Chemical and physical data
- Formula: C_{18}H_{19}F_{3}N_{8}O
- Molar mass: 420.400 g·mol^{−1}
- 3D model (JSmol): Interactive image;
- SMILES CC1=NC(=C(C=C1)N2N=CC=N2)C(=O)N(C)[C@@H](C)CNC3=NC=C(N=C3)C(F)(F)F;
- InChI InChI=1S/C18H19F3N8O/c1-11-4-5-13(29-25-6-7-26-29)16(27-11)17(30)28(3)12(2)8-23-15-10-22-14(9-24-15)18(19,20)21/h4-7,9-10,12H,8H2,1-3H3,(H,23,24)/t12-/m0/s1; Key:KYPYNXQQCRWPBB-LBPRGKRZSA-N;

= Rocavorexant =

Rocavorexant (INN; developmental code names C4X-3256 and INDV-2000) is an orexin OX_{1} receptor antagonist which is under development for the treatment of opioid-related disorders and other substance-related disorders.
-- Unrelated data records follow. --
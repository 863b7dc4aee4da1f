//! Spoken confirmation readback through the system text-to-speech engine.

use crate::dispatch::SpeechSynth;
use anyhow::{Context, Result};

/// System TTS wrapper; construct once and reuse across confirmations.
pub struct SystemSpeaker {
    engine: tts::Tts,
}

impl SystemSpeaker {
    pub fn new() -> Result<Self> {
        let engine = tts::Tts::default().context("failed to initialize system speech engine")?;
        Ok(Self { engine })
    }
}

impl SpeechSynth for SystemSpeaker {
    /// Fire-and-forget: interrupts any previous readback, and a synthesis
    /// failure only logs because spoken output is a courtesy surface.
    fn speak(&mut self, text: &str) {
        if let Err(err) = self.engine.speak(text, true) {
            tracing::debug!("speech synthesis failed: {err}");
        }
    }
}
//! Demo shell that drives the capture, interpret, dispatch pipeline from a
//! keyboard standing in for the microphone.

mod shell;
mod typed;

use clap::Parser;
use voicenav::{telemetry, AppConfig};

#[derive(Debug, Parser)]
#[command(
    name = "voicenav",
    about = "Voice-command navigation demo shell",
    version
)]
struct Cli {
    #[command(flatten)]
    app: AppConfig,

    /// Emit one JSON line per transcript instead of human-readable output
    #[arg(long = "json", default_value_t = false)]
    json: bool,

    /// Interpret a single transcript and exit
    #[arg(long = "once", value_name = "TRANSCRIPT")]
    once: Option<String>,
}

fn main() -> anyhow::Result<()> {
    let cli = Cli::parse();
    telemetry::init_tracing(&cli.app);
    shell::run(&cli.app, cli.json, cli.once.as_deref())
}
It is taken orally. The drug is under development by C4X Discovery and/or Indivior. As of May 2026, development for all indications has been suspended. The drug has reached phase 2 clinical trials for opioid-related disorders and phase 1 trials for substance-related disorders.